The cell targets for the quinolones are the bacterial type topoisomerases, gyrase, and topoisomerase. Recent work has helped define how quinolones interact with these enzymes and how mutations in gyrase or topoisomerase can lead to resistance.
In addition, additional resistance mechanisms caused by altered protein interactions, drug metabolism, uptake and outflow have been described.
In this review, we will analyze our current knowledge about the mechanism and resistance of quinolones and how this information can be used to design drugs capable of overcoming the most common forms of resistance.
Gyrase and topoisomerase generate double-stranded breaks in the bacterial chromosome to carry out its critical physiological functions.
Therefore, while they are essential for cell survival, these enzymes have the potential to fragment the genome. Quinolones take advantage of this last and potentially lethal characteristic cell and kill by increasing the concentration of the enzyme.
Therefore, these drugs are called ” topoisomerase poisons ” because they convert the gyrase and the topoisomerase into cellular toxins. In contrast, “catalytic inhibitors” block the overall catalytic functions of these enzymes without increasing the levels of DNA strands being broken.
Quinolones bind non-covalently at the enzyme-DNA interface at the active site of cleavage ligation. The drugs interact with the protein and are interspersed in the DNA in split excised bonds.
Because the cleavable bonds in each chain are staggered, two drug molecules are required to increase the levels of double-stranded DNA breaks. As a result of their intercalation, the quinolones increase the concentration in the steady-state of the cleavage complexes by acting as physical blocks for ligation.
Orientation
Gyrase was identified for the first time as the cell target of the quinolones. The subsequent discovery of the topoisomerase raised whether this enzyme was also an objective for the quinolones.

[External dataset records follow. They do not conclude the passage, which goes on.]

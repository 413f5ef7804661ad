pub mod core;
pub mod permissions;

// Policy file text <-> grant clause records
pub mod parser;

// Editable model of one policy file
pub mod policy;

// Session facade driven by front ends
pub mod editor;

// Ambient setup for the binary
pub mod config;
pub mod logging;

// Terminal rendering
pub mod cli;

Based on an analysis of strains of Escherichia coli carrying drug-resistant mutations in one, the other, or both enzymes, it was concluded that gyrase is the main toxic target for quinolones and that topoisomerase IV is a secondary target of the drug.
According to this conclusion, quinolones are more potent against coli gyrase than topoisomerase and induce higher DNA gyrase cleavage complexes in cells.
Surprisingly, genetic studies in Streptococcus pneumonia found that topoisomerase, instead of gyrase, was the primary cellular target of ciprofloxacin.
This led to the concept that gyrase was the main target of the quinolones in Gram-negative bacteria but that the opposite was true in Gram-positive Species. However, later studies found that this paradigm was not maintained in many cases.
There are examples of Gram-positive bacteria in which gyrase is the main target of quinolones. In addition, in a given bacterial species, it has been shown that different quinolones have different primary targets.
Ultimately, the question of treatment with quinolones remains a matter of debate, and the relative contributions of gyrase versus topoisomerase to the action of quinolones need to be evaluated on a species-by-species drug-by-drug basis.